Críticas à Medida Provisória que permite o uso dos recursos do Fundo de Garantia por Tempo de Serviço nas obras das Olimpíadas e da Copa do Mundo.

Autor
Paulo Paim (PT - Partido dos Trabalhadores/RS)
Nome completo: Paulo Renato Paim
Casa
Senado Federal
Tipo
Discurso
Resumo por assunto
ESPORTE.:
  • Críticas à Medida Provisória que permite o uso dos recursos do Fundo de Garantia por Tempo de Serviço nas obras das Olimpíadas e da Copa do Mundo.
Publicação
Publicação no DSF de 09/12/2011 - Página 52919
Assunto
Outros > ESPORTE.
Indexação
  • APREENSÃO, CRITICA, ORADOR, RELAÇÃO, ARTIGO, PROJETO DE LEI DE CONVERSÃO (PLV), REFERENCIA, UTILIZAÇÃO, GOVERNO FEDERAL, RECURSOS, FUNDO DE GARANTIA POR TEMPO DE SERVIÇO (FGTS), OBJETIVO, CONSTRUÇÃO, OBRAS, OLIMPIADAS, CAMPEONATO MUNDIAL, FUTEBOL, NECESSIDADE, PRESIDENCIA DA REPUBLICA, VETO (VET), MATERIA.

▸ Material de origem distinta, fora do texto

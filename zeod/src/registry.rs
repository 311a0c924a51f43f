use crate::client::ClientStub;
use crate::commit_lock::CommitLock;
use crate::invalidation::InvalidationQueue;
use crate::session::Session;
use crate::session::SessionId;
use crate::stats::StorageStats;
use crate::timeout::TimeoutWatchdog;
use chrono::DateTime;
use chrono::Utc;
use libzeod::id::Oid;
use libzeod::id::Tid;
use libzeod::Storage;
use parking_lot::Mutex;
use std::collections::BTreeMap;
use std::fmt::Write;
use std::sync::atomic::AtomicBool;
use std::sync::atomic::AtomicU64;
use std::sync::atomic::Ordering;
use std::sync::Arc;
use std::time::Duration;
use tracing::error;
use tracing::info;

#[derive(Clone, Debug)]
pub struct ServerCfg {
  /// Every storage is served read-only regardless of its own setting.
  pub read_only: bool,
  pub invalidation_queue_size: usize,
  /// `None` or zero disables the timeout watchdog.
  pub transaction_timeout: Option<Duration>,
}

impl Default for ServerCfg {
  fn default() -> Self {
    Self {
      read_only: false,
      invalidation_queue_size: 100,
      transaction_timeout: None,
    }
  }
}

/// A storage as seen by the server: the engine plus everything shared by the sessions using it.
pub struct ServedStorage {
  pub(crate) name: String,
  pub(crate) storage: Storage,
  pub(crate) commit_lock: CommitLock,
  pub(crate) invq: Mutex<InvalidationQueue>,
  pub(crate) connections: Mutex<Vec<(SessionId, Arc<dyn ClientStub>)>>,
  pub(crate) stats: StorageStats,
  pub(crate) watchdog: TimeoutWatchdog,
}

impl ServedStorage {
  fn new(storage: Storage, cfg: &ServerCfg) -> Self {
    let name = storage.name().to_string();
    let watchdog = match cfg.transaction_timeout.filter(|t| !t.is_zero()) {
      Some(timeout) => TimeoutWatchdog::start(name.clone(), timeout),
      None => TimeoutWatchdog::disabled(),
    };
    Self {
      commit_lock: CommitLock::new(name.clone()),
      invq: Mutex::new(InvalidationQueue::new(cfg.invalidation_queue_size)),
      connections: Mutex::new(Vec::new()),
      stats: StorageStats::default(),
      watchdog,
      name,
      storage,
    }
  }

  pub fn name(&self) -> &str {
    &self.name
  }

  pub fn storage(&self) -> &Storage {
    &self.storage
  }

  pub fn stats(&self) -> &StorageStats {
    &self.stats
  }

  pub fn commit_lock(&self) -> &CommitLock {
    &self.commit_lock
  }

  pub fn get_invalidations(&self, since: Tid) -> Option<(Tid, Vec<Oid>)> {
    self.invq.lock().get_invalidations(since)
  }

  pub(crate) fn register(&self, session: SessionId, client: Arc<dyn ClientStub>) {
    self.connections.lock().push((session, client));
  }

  pub(crate) fn unregister(&self, session: SessionId) {
    self.connections.lock().retain(|(id, _)| *id != session);
  }

  /// Records a committed transaction and notifies every session except `committer`. Must be called while `committer` still holds the commit lock.
  pub(crate) fn invalidate(
    &self,
    committer: SessionId,
    broadcast_tid: Option<Tid>,
    tid: Tid,
    oids: &[Oid],
  ) {
    self.invq.lock().push(tid, oids.to_vec());
    let targets = self
      .connections
      .lock()
      .iter()
      .filter(|(id, _)| *id != committer)
      .map(|(_, client)| client.clone())
      .collect::<Vec<_>>();
    for client in targets {
      client.invalidate_transaction(broadcast_tid, oids);
    }
  }
}

pub struct StorageServer {
  cfg: ServerCfg,
  storages: BTreeMap<String, Arc<ServedStorage>>,
  next_session_id: AtomicU64,
  closing: AtomicBool,
  started: DateTime<Utc>,
}

impl StorageServer {
  /// Must be called within a tokio runtime if a transaction timeout is configured.
  pub fn new(cfg: ServerCfg, storages: Vec<Storage>) -> Arc<Self> {
    let storages = storages
      .into_iter()
      .map(|s| {
        let served = Arc::new(ServedStorage::new(s, &cfg));
        (served.name.clone(), served)
      })
      .collect();
    Arc::new(Self {
      cfg,
      storages,
      next_session_id: AtomicU64::new(1),
      closing: AtomicBool::new(false),
      started: Utc::now(),
    })
  }

  pub fn cfg(&self) -> &ServerCfg {
    &self.cfg
  }

  pub fn is_read_only(&self) -> bool {
    self.cfg.read_only
  }

  pub fn is_closing(&self) -> bool {
    self.closing.load(Ordering::Acquire)
  }

  pub fn storage(&self, name: &str) -> Option<&Arc<ServedStorage>> {
    self.storages.get(name)
  }

  pub fn storages(&self) -> impl Iterator<Item = &Arc<ServedStorage>> {
    self.storages.values()
  }

  /// Creates a session for a new client connection. `label` identifies the client in logs.
  pub fn connect(self: &Arc<Self>, client: Arc<dyn ClientStub>, label: impl Into<String>) -> Session {
    let id = self.next_session_id.fetch_add(1, Ordering::Relaxed);
    Session::new(id, label.into(), self.clone(), client)
  }

  pub fn status_report(&self) -> String {
    let mut out = String::new();
    let _ = writeln!(out, "Server started: {}", self.started.to_rfc3339());
    let _ = writeln!(out, "Read-only: {}", self.cfg.read_only);
    for storage in self.storages.values() {
      out.push('\n');
      let _ = storage.stats.report(
        &mut out,
        &storage.name,
        storage.commit_lock.waiting_len(),
        storage.storage.metrics(),
      );
    }
    out
  }

  /// Refuses new transactions, disconnects every client and closes the storages. Calling this again does nothing.
  pub async fn close(&self) {
    if self.closing.swap(true, Ordering::AcqRel) {
      return;
    };
    info!("closing server");
    for storage in self.storages.values() {
      storage.commit_lock.close();
      storage.watchdog.stop();
      let clients = storage
        .connections
        .lock()
        .iter()
        .map(|(_, client)| client.clone())
        .collect::<Vec<_>>();
      for client in clients {
        client.close();
      }
      if let Err(err) = storage.storage.close().await {
        error!(storage = %storage.name, error = %err, "failed to close storage");
      };
    }
    info!("closed server");
  }
}
use crate::ctx::Ctx;
use crate::op::checkpoint::op_checkpoint;
use crate::op::checkpoint::OpCheckpointInput;
use crate::op::pack::op_pack;
use crate::op::pack::OpPackInput;
use crate::op::OpError;
use chrono::Utc;
use std::future::Future;
use std::sync::Arc;
use std::time::Duration;
use tokio::sync::watch;
use tokio::task::JoinHandle;
use tokio::time::sleep_until;
use tokio::time::timeout;
use tokio::time::Instant;
use tracing::error;
use tracing::info;
use tracing::warn;

pub(crate) struct BackgroundWorker {
  name: &'static str,
  stop: watch::Sender<bool>,
  handle: JoinHandle<()>,
}

impl BackgroundWorker {
  pub async fn stop_and_join(self, bound: Duration) {
    let _ = self.stop.send(true);
    match timeout(bound, self.handle).await {
      Ok(Ok(())) => {}
      Ok(Err(err)) => error!(worker = self.name, error = %err, "worker panicked"),
      Err(_) => warn!(worker = self.name, "worker did not stop in time"),
    };
  }
}

/// Runs `work` every `interval` until stopped. The schedule is kept relative to when the worker started, so slow runs skip ticks instead of drifting.
fn spawn_worker<F, Fut>(
  name: &'static str,
  storage: String,
  interval: Duration,
  mut work: F,
) -> BackgroundWorker
where
  F: FnMut(u64) -> Fut + Send + 'static,
  Fut: Future<Output = ()> + Send + 'static,
{
  let (stop, mut stopped) = watch::channel(false);
  let handle = tokio::spawn(async move {
    info!(worker = name, storage = %storage, "worker started");
    let mut next_check = Instant::now() + interval;
    let mut runs = 0;
    loop {
      let stop_requested = tokio::select! {
        _ = sleep_until(next_check) => false,
        res = stopped.changed() => res.is_err() || *stopped.borrow(),
      };
      if stop_requested {
        break;
      };
      runs += 1;
      work(runs).await;
      let now = Instant::now();
      next_check += interval;
      while next_check <= now {
        next_check += interval;
      }
    }
    info!(worker = name, storage = %storage, runs, "worker finished");
  });
  BackgroundWorker { name, stop, handle }
}

pub(crate) fn start_checkpoint_worker(ctx: Arc<Ctx>, interval: Duration) -> BackgroundWorker {
  spawn_worker("checkpoint", ctx.name.clone(), interval, move |_| {
    let ctx = ctx.clone();
    async move {
      if let Err(err) = op_checkpoint(ctx.clone(), OpCheckpointInput { force: false }).await {
        error!(storage = %ctx.name, error = %err, "checkpoint failed");
      };
    }
  })
}

/// Every `gc_every`-th run also collects garbage; 0 never does.
pub(crate) fn start_autopack_worker(
  ctx: Arc<Ctx>,
  frequency: Duration,
  window: Duration,
  gc_every: u64,
) -> BackgroundWorker {
  let window = chrono::Duration::from_std(window).unwrap_or_else(|_| chrono::Duration::zero());
  spawn_worker("autopack", ctx.name.clone(), frequency, move |run| {
    let ctx = ctx.clone();
    async move {
      let input = OpPackInput {
        reference_time: Utc::now() - window,
        gc: gc_every != 0 && run % gc_every == 0,
      };
      match op_pack(ctx.clone(), input).await {
        Ok(_) => {}
        Err(OpError::Closed) => {}
        Err(err) => error!(storage = %ctx.name, error = %err, "autopack failed"),
      };
    }
  })
}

            O SR. PAULO PAIM (Bloco/PT - RS. Sem revisão do orador.) - Srª Presidenta, volto à tribuna para falar sobre Fundo de Garantia e para, mais uma vez, externar minhas preocupações com o PLV nº 29, proveniente da Medida Provisória nº 540. Essa Medida Provisória, Srª Presidenta, editada no âmbito do Programa Brasil Maior, lidando, primariamente, com medidas tributárias, acabou incluindo - e isso foi feito não por parte da Presidenta, mas por parte dos Deputados - um artigo que trata do uso do Fundo de Garantia para as obras dos Jogos Olímpicos e também da Copa do Mundo.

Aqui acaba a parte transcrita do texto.